**Dataset entries**.
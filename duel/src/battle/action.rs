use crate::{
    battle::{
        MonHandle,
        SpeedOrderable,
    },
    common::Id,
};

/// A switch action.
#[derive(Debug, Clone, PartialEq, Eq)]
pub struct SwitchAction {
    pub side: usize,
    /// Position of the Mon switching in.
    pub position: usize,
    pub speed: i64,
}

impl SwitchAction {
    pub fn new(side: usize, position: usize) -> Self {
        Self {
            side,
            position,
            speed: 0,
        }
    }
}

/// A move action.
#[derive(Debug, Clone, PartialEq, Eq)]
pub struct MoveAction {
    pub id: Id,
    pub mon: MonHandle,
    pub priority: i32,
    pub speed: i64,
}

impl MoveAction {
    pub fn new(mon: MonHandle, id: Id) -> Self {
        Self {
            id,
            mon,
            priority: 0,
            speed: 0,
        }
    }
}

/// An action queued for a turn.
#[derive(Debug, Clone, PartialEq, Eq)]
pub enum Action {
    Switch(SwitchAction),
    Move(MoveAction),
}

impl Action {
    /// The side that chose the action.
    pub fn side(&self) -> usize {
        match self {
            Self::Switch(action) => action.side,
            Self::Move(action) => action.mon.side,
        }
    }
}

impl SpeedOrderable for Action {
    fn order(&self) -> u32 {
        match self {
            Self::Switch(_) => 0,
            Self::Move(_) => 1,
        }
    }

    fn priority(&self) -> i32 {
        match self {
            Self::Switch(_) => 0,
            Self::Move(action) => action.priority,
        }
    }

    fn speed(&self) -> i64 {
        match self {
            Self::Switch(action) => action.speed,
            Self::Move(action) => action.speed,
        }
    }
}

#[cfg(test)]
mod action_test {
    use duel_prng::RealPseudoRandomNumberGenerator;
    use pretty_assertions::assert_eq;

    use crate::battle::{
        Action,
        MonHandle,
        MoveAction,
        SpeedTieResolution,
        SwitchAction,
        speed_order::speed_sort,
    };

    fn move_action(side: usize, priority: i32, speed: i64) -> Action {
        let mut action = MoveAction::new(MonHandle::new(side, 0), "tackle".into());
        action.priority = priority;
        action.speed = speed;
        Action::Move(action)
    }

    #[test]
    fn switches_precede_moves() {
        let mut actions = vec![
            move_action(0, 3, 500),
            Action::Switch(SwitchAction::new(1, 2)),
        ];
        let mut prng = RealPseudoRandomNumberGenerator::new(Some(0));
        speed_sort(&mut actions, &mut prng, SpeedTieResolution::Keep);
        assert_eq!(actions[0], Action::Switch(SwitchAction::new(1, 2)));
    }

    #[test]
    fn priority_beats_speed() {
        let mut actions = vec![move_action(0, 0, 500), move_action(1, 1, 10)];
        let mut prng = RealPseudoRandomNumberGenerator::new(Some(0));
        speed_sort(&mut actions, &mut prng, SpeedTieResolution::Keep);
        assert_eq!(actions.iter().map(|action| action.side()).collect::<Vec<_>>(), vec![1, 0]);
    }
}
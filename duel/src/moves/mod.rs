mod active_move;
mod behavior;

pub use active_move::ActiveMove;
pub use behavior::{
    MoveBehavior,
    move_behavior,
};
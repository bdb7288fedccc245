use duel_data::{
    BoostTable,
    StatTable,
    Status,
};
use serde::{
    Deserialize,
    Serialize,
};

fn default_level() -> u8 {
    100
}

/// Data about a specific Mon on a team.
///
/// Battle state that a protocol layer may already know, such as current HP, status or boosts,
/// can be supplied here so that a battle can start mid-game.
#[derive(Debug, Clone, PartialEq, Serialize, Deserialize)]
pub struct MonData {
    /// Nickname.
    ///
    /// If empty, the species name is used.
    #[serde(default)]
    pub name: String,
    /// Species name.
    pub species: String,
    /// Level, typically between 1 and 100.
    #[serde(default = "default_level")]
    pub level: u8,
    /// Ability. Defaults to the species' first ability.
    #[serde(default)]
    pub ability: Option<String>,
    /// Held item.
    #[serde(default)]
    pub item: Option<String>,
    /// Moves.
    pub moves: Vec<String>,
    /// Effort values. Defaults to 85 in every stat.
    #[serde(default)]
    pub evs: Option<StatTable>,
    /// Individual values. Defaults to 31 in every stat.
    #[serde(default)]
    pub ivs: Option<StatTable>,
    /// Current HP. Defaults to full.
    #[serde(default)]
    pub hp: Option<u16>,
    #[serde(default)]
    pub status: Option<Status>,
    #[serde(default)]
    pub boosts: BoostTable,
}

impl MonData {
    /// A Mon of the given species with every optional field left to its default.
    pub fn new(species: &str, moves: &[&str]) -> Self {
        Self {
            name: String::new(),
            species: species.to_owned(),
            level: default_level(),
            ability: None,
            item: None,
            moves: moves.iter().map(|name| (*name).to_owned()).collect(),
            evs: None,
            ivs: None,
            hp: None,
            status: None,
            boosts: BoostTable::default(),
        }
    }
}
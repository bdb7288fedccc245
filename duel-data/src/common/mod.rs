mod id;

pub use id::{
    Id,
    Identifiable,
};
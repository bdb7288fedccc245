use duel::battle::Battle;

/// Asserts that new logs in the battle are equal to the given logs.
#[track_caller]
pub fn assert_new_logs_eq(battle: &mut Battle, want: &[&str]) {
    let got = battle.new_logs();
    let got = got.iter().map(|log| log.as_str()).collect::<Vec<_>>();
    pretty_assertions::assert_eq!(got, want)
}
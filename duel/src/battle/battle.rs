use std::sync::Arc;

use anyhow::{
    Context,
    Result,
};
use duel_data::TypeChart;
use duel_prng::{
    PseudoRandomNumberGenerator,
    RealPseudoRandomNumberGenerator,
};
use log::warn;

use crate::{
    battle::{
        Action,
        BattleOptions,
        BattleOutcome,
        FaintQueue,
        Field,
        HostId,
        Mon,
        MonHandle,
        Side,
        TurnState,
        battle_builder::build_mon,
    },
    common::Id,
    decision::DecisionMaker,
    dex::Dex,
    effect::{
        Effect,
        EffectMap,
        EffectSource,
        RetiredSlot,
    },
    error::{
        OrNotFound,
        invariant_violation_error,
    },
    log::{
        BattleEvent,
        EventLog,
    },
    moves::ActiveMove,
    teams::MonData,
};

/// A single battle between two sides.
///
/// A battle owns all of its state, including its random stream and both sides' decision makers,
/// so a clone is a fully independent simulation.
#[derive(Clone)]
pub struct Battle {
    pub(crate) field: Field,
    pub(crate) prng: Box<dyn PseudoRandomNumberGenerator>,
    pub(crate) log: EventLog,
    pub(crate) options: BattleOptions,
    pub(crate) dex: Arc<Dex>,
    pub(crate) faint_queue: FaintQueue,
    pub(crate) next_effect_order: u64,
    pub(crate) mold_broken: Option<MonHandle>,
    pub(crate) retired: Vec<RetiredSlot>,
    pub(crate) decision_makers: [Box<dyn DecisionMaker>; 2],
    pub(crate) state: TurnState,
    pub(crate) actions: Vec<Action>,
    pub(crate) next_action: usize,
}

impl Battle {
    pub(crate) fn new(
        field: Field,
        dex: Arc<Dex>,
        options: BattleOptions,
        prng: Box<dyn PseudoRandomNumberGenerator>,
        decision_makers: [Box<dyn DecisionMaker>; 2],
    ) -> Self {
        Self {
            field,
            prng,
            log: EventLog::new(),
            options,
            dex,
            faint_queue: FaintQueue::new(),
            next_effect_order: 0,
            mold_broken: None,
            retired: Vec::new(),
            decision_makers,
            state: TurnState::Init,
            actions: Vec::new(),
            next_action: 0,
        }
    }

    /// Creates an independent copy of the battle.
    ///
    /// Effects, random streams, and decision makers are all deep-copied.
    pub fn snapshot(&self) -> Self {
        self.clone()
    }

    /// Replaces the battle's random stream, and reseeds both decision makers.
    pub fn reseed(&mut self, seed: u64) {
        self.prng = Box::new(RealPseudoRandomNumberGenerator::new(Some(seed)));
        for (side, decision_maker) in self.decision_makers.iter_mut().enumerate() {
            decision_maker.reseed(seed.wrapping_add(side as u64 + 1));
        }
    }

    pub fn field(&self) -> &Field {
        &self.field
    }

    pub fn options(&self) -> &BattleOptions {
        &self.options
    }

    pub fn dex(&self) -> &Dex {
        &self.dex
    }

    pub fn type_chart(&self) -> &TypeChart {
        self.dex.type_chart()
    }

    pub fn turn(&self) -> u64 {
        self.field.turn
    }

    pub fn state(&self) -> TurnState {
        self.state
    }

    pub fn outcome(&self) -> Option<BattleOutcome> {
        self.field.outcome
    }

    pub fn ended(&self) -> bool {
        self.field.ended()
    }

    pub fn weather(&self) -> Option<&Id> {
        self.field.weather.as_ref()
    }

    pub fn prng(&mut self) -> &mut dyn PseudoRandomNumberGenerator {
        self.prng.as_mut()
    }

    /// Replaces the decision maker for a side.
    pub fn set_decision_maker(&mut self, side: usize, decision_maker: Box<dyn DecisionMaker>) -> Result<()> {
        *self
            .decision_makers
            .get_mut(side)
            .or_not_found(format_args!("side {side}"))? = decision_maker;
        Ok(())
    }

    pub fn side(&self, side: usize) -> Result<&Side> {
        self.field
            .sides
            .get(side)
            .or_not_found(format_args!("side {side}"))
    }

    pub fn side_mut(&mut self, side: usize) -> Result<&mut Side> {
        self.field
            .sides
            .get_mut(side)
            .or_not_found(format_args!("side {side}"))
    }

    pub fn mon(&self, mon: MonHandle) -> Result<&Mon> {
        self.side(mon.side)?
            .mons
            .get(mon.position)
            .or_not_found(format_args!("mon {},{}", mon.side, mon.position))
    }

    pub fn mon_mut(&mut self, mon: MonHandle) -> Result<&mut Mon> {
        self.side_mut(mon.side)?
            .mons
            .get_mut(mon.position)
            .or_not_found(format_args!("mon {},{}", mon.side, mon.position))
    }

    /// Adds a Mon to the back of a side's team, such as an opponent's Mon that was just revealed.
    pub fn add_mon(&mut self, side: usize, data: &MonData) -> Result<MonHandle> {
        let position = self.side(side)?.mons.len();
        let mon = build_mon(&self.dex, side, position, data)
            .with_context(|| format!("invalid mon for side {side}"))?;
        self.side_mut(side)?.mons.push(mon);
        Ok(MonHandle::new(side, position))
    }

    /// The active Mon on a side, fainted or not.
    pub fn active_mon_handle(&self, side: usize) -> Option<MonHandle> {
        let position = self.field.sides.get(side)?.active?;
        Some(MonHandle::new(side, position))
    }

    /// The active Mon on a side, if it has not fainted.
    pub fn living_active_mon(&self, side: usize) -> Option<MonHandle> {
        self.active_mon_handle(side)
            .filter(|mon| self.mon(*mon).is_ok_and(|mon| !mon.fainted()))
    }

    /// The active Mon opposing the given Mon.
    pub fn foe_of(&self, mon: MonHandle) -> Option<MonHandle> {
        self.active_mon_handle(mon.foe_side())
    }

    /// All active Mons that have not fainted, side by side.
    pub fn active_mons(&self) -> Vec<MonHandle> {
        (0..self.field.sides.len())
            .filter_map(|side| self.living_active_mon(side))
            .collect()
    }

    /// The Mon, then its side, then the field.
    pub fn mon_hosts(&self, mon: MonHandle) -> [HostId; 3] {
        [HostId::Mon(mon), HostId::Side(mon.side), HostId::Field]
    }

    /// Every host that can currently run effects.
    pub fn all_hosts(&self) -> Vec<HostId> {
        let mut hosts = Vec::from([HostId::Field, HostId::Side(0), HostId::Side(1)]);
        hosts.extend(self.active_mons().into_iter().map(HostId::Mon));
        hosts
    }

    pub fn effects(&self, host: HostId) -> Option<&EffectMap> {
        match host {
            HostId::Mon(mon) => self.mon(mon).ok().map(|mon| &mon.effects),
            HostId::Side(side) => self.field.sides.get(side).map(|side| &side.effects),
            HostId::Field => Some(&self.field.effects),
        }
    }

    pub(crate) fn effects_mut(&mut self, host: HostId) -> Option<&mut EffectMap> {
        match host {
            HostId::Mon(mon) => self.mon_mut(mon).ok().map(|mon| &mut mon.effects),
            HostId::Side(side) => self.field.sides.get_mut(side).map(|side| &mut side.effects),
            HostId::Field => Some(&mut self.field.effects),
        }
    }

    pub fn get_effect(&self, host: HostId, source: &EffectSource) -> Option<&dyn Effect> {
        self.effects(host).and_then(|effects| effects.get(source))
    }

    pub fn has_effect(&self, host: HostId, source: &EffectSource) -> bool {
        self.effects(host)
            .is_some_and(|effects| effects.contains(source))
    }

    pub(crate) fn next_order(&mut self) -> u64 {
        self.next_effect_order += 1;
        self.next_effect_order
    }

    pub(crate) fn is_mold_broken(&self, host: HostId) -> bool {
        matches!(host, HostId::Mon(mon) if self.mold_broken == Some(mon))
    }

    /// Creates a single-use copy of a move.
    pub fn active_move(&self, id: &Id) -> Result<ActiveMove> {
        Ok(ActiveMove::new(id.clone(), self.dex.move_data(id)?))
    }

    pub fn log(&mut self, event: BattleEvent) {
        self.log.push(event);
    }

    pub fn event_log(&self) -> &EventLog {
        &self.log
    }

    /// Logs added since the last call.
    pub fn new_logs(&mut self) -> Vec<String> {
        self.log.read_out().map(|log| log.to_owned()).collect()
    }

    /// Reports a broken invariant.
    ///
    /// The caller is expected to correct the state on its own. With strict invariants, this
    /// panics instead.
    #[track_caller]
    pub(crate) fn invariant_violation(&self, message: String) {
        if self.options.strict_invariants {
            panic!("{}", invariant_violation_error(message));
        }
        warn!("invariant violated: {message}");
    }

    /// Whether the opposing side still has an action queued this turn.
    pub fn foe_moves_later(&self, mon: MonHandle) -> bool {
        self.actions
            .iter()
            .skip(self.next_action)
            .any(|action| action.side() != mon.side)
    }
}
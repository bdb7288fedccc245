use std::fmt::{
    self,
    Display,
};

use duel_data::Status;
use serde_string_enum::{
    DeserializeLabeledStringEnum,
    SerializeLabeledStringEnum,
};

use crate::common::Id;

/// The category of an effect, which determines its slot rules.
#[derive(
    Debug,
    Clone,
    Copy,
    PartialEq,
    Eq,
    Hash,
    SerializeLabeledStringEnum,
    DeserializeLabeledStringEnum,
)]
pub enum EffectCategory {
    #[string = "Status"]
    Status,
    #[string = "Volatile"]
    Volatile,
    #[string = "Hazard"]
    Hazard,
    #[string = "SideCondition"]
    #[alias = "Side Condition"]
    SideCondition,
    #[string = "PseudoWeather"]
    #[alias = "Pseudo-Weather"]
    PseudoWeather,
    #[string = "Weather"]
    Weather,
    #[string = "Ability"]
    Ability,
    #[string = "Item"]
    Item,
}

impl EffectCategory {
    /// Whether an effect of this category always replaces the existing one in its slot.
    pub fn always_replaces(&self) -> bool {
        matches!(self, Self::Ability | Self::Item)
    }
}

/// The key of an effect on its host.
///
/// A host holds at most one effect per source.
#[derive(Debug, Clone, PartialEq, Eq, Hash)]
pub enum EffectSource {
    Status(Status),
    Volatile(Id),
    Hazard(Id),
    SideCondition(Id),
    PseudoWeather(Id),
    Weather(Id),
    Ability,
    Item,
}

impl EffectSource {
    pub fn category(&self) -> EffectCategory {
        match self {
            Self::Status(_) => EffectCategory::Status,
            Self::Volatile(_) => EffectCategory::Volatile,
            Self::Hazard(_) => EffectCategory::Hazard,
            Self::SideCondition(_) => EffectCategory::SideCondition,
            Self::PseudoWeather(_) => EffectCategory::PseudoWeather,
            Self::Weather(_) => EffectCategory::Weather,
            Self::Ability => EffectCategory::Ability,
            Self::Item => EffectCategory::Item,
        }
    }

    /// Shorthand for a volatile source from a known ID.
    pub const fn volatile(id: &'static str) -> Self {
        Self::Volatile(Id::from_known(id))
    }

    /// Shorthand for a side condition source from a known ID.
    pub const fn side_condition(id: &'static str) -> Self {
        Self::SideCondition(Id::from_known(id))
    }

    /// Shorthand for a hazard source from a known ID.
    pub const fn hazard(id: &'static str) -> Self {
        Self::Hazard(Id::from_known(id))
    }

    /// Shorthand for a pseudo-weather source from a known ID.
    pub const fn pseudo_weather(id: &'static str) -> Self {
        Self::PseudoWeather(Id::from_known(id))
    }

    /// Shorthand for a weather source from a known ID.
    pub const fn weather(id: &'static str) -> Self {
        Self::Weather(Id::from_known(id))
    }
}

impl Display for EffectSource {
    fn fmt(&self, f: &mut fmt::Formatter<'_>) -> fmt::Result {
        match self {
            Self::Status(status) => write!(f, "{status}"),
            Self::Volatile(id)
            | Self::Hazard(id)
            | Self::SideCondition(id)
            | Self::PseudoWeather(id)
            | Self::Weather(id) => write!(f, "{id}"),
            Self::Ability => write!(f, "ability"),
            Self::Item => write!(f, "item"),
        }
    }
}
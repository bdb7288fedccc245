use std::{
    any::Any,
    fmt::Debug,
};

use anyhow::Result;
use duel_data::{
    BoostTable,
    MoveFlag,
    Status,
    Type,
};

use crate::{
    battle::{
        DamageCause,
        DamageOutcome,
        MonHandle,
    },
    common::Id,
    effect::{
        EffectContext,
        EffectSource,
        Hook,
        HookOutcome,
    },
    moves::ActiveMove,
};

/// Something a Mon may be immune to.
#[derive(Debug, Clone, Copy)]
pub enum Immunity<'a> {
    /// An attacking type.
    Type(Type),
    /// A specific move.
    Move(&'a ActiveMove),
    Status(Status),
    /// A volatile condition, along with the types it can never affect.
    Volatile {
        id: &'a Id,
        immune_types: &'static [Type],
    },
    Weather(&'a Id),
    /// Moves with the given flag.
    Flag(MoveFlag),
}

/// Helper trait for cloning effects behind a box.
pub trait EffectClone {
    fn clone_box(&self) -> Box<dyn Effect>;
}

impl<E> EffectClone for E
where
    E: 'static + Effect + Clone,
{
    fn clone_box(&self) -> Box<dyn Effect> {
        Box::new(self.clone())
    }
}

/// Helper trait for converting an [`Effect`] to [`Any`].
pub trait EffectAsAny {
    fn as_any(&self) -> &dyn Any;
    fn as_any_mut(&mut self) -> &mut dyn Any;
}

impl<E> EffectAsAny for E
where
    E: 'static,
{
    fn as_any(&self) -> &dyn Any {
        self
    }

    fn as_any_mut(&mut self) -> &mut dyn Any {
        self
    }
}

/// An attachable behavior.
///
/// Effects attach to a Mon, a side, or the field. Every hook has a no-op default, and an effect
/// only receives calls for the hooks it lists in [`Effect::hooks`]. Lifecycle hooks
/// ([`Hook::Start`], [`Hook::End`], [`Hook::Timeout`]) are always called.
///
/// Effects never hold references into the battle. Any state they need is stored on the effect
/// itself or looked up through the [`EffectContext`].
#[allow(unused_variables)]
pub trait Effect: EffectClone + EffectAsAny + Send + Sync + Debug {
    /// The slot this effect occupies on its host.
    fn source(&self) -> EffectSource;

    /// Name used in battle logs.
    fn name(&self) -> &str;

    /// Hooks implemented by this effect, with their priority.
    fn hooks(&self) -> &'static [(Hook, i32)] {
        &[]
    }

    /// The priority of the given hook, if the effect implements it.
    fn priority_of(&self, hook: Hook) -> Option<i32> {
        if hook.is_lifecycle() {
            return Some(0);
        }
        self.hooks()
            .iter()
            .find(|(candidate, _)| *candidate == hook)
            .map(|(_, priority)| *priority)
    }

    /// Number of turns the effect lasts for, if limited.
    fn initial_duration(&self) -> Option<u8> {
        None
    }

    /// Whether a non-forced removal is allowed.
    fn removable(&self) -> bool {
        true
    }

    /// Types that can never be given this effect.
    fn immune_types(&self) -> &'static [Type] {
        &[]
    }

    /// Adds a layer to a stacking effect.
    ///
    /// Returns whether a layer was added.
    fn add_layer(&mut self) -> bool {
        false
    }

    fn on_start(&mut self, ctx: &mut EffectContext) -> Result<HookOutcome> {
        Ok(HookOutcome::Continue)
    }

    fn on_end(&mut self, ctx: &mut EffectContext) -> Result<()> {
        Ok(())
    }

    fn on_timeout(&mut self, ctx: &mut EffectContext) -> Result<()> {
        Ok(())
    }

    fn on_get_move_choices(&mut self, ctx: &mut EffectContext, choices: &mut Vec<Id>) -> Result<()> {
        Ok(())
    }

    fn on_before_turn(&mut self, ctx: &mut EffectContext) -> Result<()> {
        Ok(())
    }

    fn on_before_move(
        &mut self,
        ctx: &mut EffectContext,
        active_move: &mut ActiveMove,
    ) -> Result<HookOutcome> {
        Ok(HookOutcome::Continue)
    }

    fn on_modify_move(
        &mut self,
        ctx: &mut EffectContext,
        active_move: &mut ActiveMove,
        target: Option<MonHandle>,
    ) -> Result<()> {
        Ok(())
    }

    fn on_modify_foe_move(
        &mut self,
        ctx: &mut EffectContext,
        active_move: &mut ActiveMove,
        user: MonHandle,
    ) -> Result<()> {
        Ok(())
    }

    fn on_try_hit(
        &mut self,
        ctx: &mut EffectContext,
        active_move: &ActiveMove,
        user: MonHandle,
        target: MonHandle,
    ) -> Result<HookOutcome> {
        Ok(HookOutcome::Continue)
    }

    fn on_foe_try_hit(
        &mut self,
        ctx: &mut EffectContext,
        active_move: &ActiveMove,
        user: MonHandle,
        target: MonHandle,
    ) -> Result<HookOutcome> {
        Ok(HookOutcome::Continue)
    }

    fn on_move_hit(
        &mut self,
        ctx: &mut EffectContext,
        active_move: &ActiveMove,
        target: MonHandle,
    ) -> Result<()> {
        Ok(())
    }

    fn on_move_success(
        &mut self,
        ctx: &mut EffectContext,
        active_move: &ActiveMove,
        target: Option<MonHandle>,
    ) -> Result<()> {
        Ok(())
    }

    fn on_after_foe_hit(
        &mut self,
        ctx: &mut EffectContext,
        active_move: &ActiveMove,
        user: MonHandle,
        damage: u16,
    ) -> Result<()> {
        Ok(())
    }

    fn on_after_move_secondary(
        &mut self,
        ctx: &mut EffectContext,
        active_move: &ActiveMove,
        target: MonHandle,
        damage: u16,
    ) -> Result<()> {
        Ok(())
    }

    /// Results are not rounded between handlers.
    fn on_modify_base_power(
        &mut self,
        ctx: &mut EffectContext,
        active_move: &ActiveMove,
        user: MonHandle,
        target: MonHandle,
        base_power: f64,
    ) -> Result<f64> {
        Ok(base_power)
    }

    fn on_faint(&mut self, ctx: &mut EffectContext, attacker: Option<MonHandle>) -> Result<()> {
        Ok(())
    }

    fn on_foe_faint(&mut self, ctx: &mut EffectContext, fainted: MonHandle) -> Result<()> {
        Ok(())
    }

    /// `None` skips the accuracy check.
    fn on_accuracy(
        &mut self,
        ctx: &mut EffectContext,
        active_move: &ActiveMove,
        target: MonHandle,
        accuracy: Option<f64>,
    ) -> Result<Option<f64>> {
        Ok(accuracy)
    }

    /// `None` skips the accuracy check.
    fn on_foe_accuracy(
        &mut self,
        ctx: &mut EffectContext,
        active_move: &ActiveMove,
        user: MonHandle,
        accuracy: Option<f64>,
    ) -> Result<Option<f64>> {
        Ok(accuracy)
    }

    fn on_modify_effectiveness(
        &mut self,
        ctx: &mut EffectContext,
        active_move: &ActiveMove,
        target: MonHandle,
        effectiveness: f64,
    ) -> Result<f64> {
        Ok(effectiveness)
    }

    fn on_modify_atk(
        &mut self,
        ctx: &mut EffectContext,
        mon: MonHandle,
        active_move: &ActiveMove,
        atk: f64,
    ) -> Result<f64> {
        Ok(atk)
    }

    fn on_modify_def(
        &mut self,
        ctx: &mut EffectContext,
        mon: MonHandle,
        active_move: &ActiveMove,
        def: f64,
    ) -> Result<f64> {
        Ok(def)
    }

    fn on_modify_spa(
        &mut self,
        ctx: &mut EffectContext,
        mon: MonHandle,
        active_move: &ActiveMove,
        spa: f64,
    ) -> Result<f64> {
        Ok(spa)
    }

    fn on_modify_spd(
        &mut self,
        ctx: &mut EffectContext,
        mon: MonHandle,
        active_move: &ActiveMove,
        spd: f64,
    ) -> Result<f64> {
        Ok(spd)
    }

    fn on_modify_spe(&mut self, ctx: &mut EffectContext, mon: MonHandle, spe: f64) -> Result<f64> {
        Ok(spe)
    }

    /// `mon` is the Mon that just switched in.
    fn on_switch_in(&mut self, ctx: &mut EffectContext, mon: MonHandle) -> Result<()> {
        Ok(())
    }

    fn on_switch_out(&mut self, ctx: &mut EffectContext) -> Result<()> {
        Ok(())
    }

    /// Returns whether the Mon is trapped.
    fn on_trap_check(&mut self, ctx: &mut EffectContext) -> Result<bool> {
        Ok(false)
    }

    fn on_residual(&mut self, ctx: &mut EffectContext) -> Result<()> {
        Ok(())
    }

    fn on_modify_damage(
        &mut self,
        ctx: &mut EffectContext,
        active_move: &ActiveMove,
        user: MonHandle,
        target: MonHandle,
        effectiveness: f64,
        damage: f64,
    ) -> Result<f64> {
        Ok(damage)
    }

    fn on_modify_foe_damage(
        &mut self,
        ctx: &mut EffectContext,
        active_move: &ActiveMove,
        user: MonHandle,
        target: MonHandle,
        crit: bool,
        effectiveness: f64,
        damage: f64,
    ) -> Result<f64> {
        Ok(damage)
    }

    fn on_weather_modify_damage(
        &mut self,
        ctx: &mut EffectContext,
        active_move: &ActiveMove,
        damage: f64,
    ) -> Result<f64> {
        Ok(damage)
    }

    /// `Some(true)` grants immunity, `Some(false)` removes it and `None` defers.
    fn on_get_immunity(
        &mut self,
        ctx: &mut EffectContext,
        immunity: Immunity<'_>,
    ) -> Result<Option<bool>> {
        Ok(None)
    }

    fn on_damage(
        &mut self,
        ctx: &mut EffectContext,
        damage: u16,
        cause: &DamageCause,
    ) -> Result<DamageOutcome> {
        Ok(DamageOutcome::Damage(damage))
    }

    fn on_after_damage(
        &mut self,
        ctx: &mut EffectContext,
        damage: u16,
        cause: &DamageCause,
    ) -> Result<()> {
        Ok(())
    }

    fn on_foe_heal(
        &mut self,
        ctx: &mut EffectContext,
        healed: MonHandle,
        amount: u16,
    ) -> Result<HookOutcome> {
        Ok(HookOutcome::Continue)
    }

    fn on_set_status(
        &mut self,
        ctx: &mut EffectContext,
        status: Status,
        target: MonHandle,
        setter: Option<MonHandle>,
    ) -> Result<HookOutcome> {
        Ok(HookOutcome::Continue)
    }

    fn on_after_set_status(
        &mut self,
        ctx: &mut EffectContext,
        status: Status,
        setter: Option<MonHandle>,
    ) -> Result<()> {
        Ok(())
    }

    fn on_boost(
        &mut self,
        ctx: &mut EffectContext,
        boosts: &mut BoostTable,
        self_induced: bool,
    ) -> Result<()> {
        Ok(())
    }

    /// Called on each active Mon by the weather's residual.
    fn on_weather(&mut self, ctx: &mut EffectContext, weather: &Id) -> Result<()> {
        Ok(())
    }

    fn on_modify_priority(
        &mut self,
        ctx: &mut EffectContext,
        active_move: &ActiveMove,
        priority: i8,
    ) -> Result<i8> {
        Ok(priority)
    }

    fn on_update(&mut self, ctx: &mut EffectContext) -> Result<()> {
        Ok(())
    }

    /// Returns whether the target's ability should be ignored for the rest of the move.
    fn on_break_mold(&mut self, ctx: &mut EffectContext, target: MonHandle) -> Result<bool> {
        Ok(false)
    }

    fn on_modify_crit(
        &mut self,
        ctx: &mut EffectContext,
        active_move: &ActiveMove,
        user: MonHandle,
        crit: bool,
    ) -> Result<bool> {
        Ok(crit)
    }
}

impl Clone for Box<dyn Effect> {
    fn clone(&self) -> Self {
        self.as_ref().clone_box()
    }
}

**THE TASK**.
Write out only the lines from the very start of the entries above to the line that includes "A move action.", both ends included, each one unchanged.

**SOLUTION TO THE EXERCISE**.
filename duel/src/battle/action.rs
use crate::{
    battle::{
        MonHandle,
        SpeedOrderable,
    },
    common::Id,
};

/// A switch action.
#[derive(Debug, Clone, PartialEq, Eq)]
pub struct SwitchAction {
    pub side: usize,
    /// Position of the Mon switching in.
    pub position: usize,
    pub speed: i64,
}

impl SwitchAction {
    pub fn new(side: usize, position: usize) -> Self {
        Self {
            side,
            position,
            speed: 0,
        }
    }
}

/// A move action.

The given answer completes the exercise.